### WHAT YOU SHOULD DO:
For this exercise, reproduce the entries below exactly, but only from the line containing "policy.target(value).saturating_sub(current)" through the line containing "TransitionKind::Recovery | TransitionKind::Death", both included.

### EXTRACTED DATA:

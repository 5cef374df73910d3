/*!

Daily reconciliation of the agent population against the compartment trajectory.

Each day the trajectory says how big every compartment should be. The population only ever
moves agents *forward* (S -> E -> I -> {R, D}), so for each transition kind the number of
agents to move is the rounded target minus the current pool size, clamped at zero. The kinds
run in a fixed order, each measured against the pools as the previous kinds left them:

 1. recoveries and deaths, drawn uniformly from Infected;
 2. infections, drawn uniformly from Exposed (then Susceptible);
 3. exposures: a random infector is chosen from Infected (then Exposed) and the susceptible
    agent closest to it becomes exposed. The susceptible pool is re-queried after every
    exposure, so earlier exposures that day shape later ones.

A pool that cannot cover its request is not an error. The request is clamped or served by the
fallback pool, and the difference is recorded in the day's [`DayReconciliation`]. Whatever is
not realised today is not carried over; tomorrow's deltas are recomputed from scratch.

*/

use crate::{
    compartment::ContextCompartmentExt,
    context::{Context, DataPlugin},
    define_rng,
    error::SimError,
    logging::{debug, warn},
    parameters::ContextParametersExt,
    population::{AgentId, ContextPopulationExt, InfectionStatus, PerState, Population},
    random::ContextRandomExt,
};
use serde::{Deserialize, Serialize};
use InfectionStatus::*;

define_rng!(ReconciliationRng);

/// How a real-valued compartment size becomes an integer target.
#[derive(Copy, Clone, Debug, Default, PartialEq, Eq, Serialize, Deserialize)]
#[serde(rename_all = "snake_case")]
pub enum DeltaPolicy {
    /// Round half away from zero.
    #[default]
    Round,
    Floor,
}

impl DeltaPolicy {
    /// The integer compartment size for `value`. Negative and NaN values map to zero.
    #[must_use]
    pub fn target(self, value: f64) -> usize {
        let value = match self {
            DeltaPolicy::Round => value.round(),
            DeltaPolicy::Floor => value.floor(),
        };
        // `as` saturates: NaN becomes 0, negatives clamp to 0.
        value as usize
    }
}

/// How many agents must enter a compartment of size `current` to reach `value` under
/// `policy`. Never negative: the discrete population does not un-transition.
#[must_use]
pub fn target_delta(policy: DeltaPolicy, value: f64, current: usize) -> usize {
    policy.target(value).saturating_sub(current)
}

/// The kinds of transition, in the order they are applied each day.
#[derive(Copy, Clone, Debug, PartialEq, Eq)]
pub enum TransitionKind {
    Recovery,
    Death,
    Infection,
    Exposure,
}

impl TransitionKind {
    pub const ORDER: [TransitionKind; 4] = [
        TransitionKind::Recovery,
        TransitionKind::Death,
        TransitionKind::Infection,
        TransitionKind::Exposure,
    ];

    #[must_use]
    pub fn destination(self) -> InfectionStatus {
        match self {
            TransitionKind::Recovery => Recovered,
            TransitionKind::Death => Dead,
            TransitionKind::Infection => Infected,
            TransitionKind::Exposure => Exposed,
        }
    }

    /// Pools the transitioning agents are drawn from, in fallback order. Exposures draw from
    /// Susceptible by proximity; their fallback chain applies to the infector instead.
    #[must_use]
    pub fn sources(self) -> &'static [InfectionStatus] {
        match self {
            TransitionKind::Recovery | TransitionKind::Death => &[Infected],
            TransitionKind::Infection => &[Exposed, Susceptible],
            TransitionKind::Exposure => &[Susceptible],
        }
    }
}

/// Where the infector for a new exposure is drawn from, in fallback order.
pub const INFECTOR_SOURCES: [InfectionStatus; 2] = [Infected, Exposed];

/// The result of one batch of transitions of a single kind.
#[derive(Copy, Clone, Debug, Default, PartialEq, Eq)]
pub struct Assignment {
    pub applied: usize,
    /// Draws served by a fallback pool.
    pub fallback_draws: usize,
    /// Requested transitions that could not be realised.
    pub shortfall: usize,
}

/// What happened on one day of reconciliation. `requested` and `applied` are indexed by the
/// destination compartment; the susceptible entry is always zero.
#[derive(Clone, Debug, Default, PartialEq, Serialize)]
pub struct DayReconciliation {
    pub day: usize,
    pub requested: PerState<usize>,
    pub applied: PerState<usize>,
    pub fallback_draws: usize,
    pub shortfall: usize,
    /// Set when Susceptible, Exposed and Infected were all empty before every requested
    /// transition was applied. The unapplied requests are counted in `shortfall`.
    pub exhausted: bool,
}

impl DayReconciliation {
    /// True when no agent changed state.
    #[must_use]
    pub fn is_noop(&self) -> bool {
        self.applied.values().iter().all(|&count| count == 0)
    }
}

/// Running totals over every reconciled day.
#[derive(Clone, Debug, Default, PartialEq, Serialize)]
pub struct ReconciliationStats {
    pub days: usize,
    pub transitions: PerState<usize>,
    pub fallback_draws: usize,
    pub shortfall: usize,
    pub exhausted_days: usize,
}

impl ReconciliationStats {
    fn record(&mut self, outcome: &DayReconciliation) {
        self.days += 1;
        for status in InfectionStatus::ALL {
            self.transitions[status] += outcome.applied[status];
        }
        self.fallback_draws += outcome.fallback_draws;
        self.shortfall += outcome.shortfall;
        if outcome.exhausted {
            self.exhausted_days += 1;
        }
    }
}

impl DataPlugin for ReconciliationStats {
    fn create() -> Self {
        ReconciliationStats::default()
    }
}

/// The first non-empty pool in `sources`, with its position in the chain.
fn first_available(population: &Population, sources: &[InfectionStatus]) -> Option<(usize, InfectionStatus)> {
    sources
        .iter()
        .copied()
        .enumerate()
        .find(|(_, status)| population.count(*status) > 0)
}

pub trait ContextReconcileExt {
    /// Moves agents between pools so the population tracks the trajectory row for `day`.
    fn reconcile(&mut self, day: usize) -> Result<DayReconciliation, SimError>;

    /// Moves up to `count` random infected agents to Recovered.
    fn assign_recovered(&mut self, count: usize) -> Result<Assignment, SimError>;

    /// Moves up to `count` random infected agents to Dead.
    fn assign_dead(&mut self, count: usize) -> Result<Assignment, SimError>;

    /// Moves `count` random exposed agents to Infected, taking any shortfall from Susceptible.
    fn assign_infected(&mut self, count: usize) -> Result<Assignment, SimError>;

    /// Exposes `count` susceptible agents, each the closest one to a randomly chosen infector.
    fn assign_exposed(&mut self, count: usize) -> Result<Assignment, SimError>;

    fn get_reconciliation_stats(&self) -> ReconciliationStats;
}

trait ContextReconcileExtInternal {
    fn draw_slot(&mut self, pool: InfectionStatus) -> usize;
    fn remove_infected(&mut self, count: usize, to: InfectionStatus) -> Result<Assignment, SimError>;
}

impl ContextReconcileExtInternal for Context {
    /// A uniformly random slot in `pool`, which must be non-empty.
    fn draw_slot(&mut self, pool: InfectionStatus) -> usize {
        let len = self.get_data_container_mut::<Population>().count(pool);
        self.sample_range::<ReconciliationRng, _, usize>(0..len)
    }

    fn remove_infected(&mut self, count: usize, to: InfectionStatus) -> Result<Assignment, SimError> {
        let available = self.get_data_container_mut::<Population>().count(Infected);
        let draws = count.min(available);
        if draws < count {
            let error = SimError::InsufficientPool {
                pool: Infected,
                requested: count,
                available,
            };
            warn!("{error}; moving {draws} to {to}");
        }

        for _ in 0..draws {
            let slot = self.draw_slot(Infected);
            self.get_data_container_mut::<Population>()
                .transition_at(Infected, slot, to)?;
        }

        Ok(Assignment {
            applied: draws,
            fallback_draws: 0,
            shortfall: count - draws,
        })
    }
}

impl ContextReconcileExt for Context {
    fn reconcile(&mut self, day: usize) -> Result<DayReconciliation, SimError> {
        let row = self.compartment_row(day)?;
        let policy = self
            .get_parameters()
            .map(|config| config.delta_policy)
            .unwrap_or_default();

        let mut outcome = DayReconciliation {
            day,
            ..DayReconciliation::default()
        };

        for kind in TransitionKind::ORDER {
            let status = kind.destination();
            let population = self.get_population()?;
            let requested = target_delta(policy, row[status], population.count(status));
            outcome.requested[status] = requested;
            if requested == 0 {
                continue;
            }

            let drained = [Susceptible, Exposed, Infected]
                .iter()
                .all(|pool| population.count(*pool) == 0);
            // No source pool left; later kinds are still measured into the shortfall.
            if drained {
                outcome.exhausted = true;
                outcome.shortfall += requested;
                continue;
            }

            let assignment = match kind {
                TransitionKind::Recovery => self.assign_recovered(requested)?,
                TransitionKind::Death => self.assign_dead(requested)?,
                TransitionKind::Infection => self.assign_infected(requested)?,
                TransitionKind::Exposure => self.assign_exposed(requested)?,
            };
            outcome.applied[status] = assignment.applied;
            outcome.fallback_draws += assignment.fallback_draws;
            outcome.shortfall += assignment.shortfall;
        }

        debug!(
            "day {day}: applied {:?}, counts {:?}",
            outcome.applied,
            self.get_population()?.counts()
        );
        self.get_data_container_mut::<ReconciliationStats>()
            .record(&outcome);
        Ok(outcome)
    }

    fn assign_recovered(&mut self, count: usize) -> Result<Assignment, SimError> {
        self.remove_infected(count, Recovered)
    }

    fn assign_dead(&mut self, count: usize) -> Result<Assignment, SimError> {
        self.remove_infected(count, Dead)
    }

    fn assign_infected(&mut self, count: usize) -> Result<Assignment, SimError> {
        let mut assignment = Assignment::default();
        let sources = TransitionKind::Infection.sources();

        for drawn in 0..count {
            let population = self.get_data_container_mut::<Population>();
            let Some((rank, source)) = first_available(population, sources) else {
                warn!("{}; {} infections not realised", SimError::EmptyPool(Susceptible), count - drawn);
                assignment.shortfall = count - drawn;
                break;
            };
            if rank > 0 {
                assignment.fallback_draws += 1;
            }

            let slot = self.draw_slot(source);
            self.get_data_container_mut::<Population>()
                .transition_at(source, slot, Infected)?;
            assignment.applied += 1;
        }

        if assignment.fallback_draws > 0 {
            warn!(
                "exposed pool short by {}; infected directly from susceptible",
                assignment.fallback_draws
            );
        }
        Ok(assignment)
    }

    fn assign_exposed(&mut self, count: usize) -> Result<Assignment, SimError> {
        let mut assignment = Assignment::default();

        for drawn in 0..count {
            let population = self.get_data_container_mut::<Population>();
            let Some((rank, infector_pool)) = first_available(population, &INFECTOR_SOURCES) else {
                warn!("no infected or exposed agent to expose from; {} exposures not realised", count - drawn);
                assignment.shortfall = count - drawn;
                break;
            };
            if rank > 0 {
                assignment.fallback_draws += 1;
            }

            let slot = self.draw_slot(infector_pool);
            let infector: AgentId = self.get_population()?.pool(infector_pool)[slot];
            let exposed = match self.find_closest(infector, Susceptible) {
                Ok(agent_id) => agent_id,
                Err(error @ SimError::EmptyPool(_)) => {
                    warn!("{error}; {} exposures not realised", count - drawn);
                    assignment.shortfall = count - drawn;
                    break;
                }
                Err(error) => return Err(error),
            };
            self.get_data_container_mut::<Population>()
                .transition(exposed, Exposed)?;
            assignment.applied += 1;
        }

        if assignment.fallback_draws > 0 {
            warn!(
                "no infected agents; {} infectors drawn from the exposed pool",
                assignment.fallback_draws
            );
        }
        Ok(assignment)
    }

    fn get_reconciliation_stats(&self) -> ReconciliationStats {
        self.get_data_container::<ReconciliationStats>()
            .cloned()
            .unwrap_or_default()
    }
}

### TASK RESPONSE:
    policy.target(value).saturating_sub(current)
}

/// The kinds of transition, in the order they are applied each day.
#[derive(Copy, Clone, Debug, PartialEq, Eq)]
pub enum TransitionKind {
    Recovery,
    Death,
    Infection,
    Exposure,
}

impl TransitionKind {
    pub const ORDER: [TransitionKind; 4] = [
        TransitionKind::Recovery,
        TransitionKind::Death,
        TransitionKind::Infection,
        TransitionKind::Exposure,
    ];

    #[must_use]
    pub fn destination(self) -> InfectionStatus {
        match self {
            TransitionKind::Recovery => Recovered,
            TransitionKind::Death => Dead,
            TransitionKind::Infection => Infected,
            TransitionKind::Exposure => Exposed,
        }
    }

    /// Pools the transitioning agents are drawn from, in fallback order. Exposures draw from
    /// Susceptible by proximity; their fallback chain applies to the infector instead.
    #[must_use]
    pub fn sources(self) -> &'static [InfectionStatus] {
        match self {
            TransitionKind::Recovery | TransitionKind::Death => &[Infected],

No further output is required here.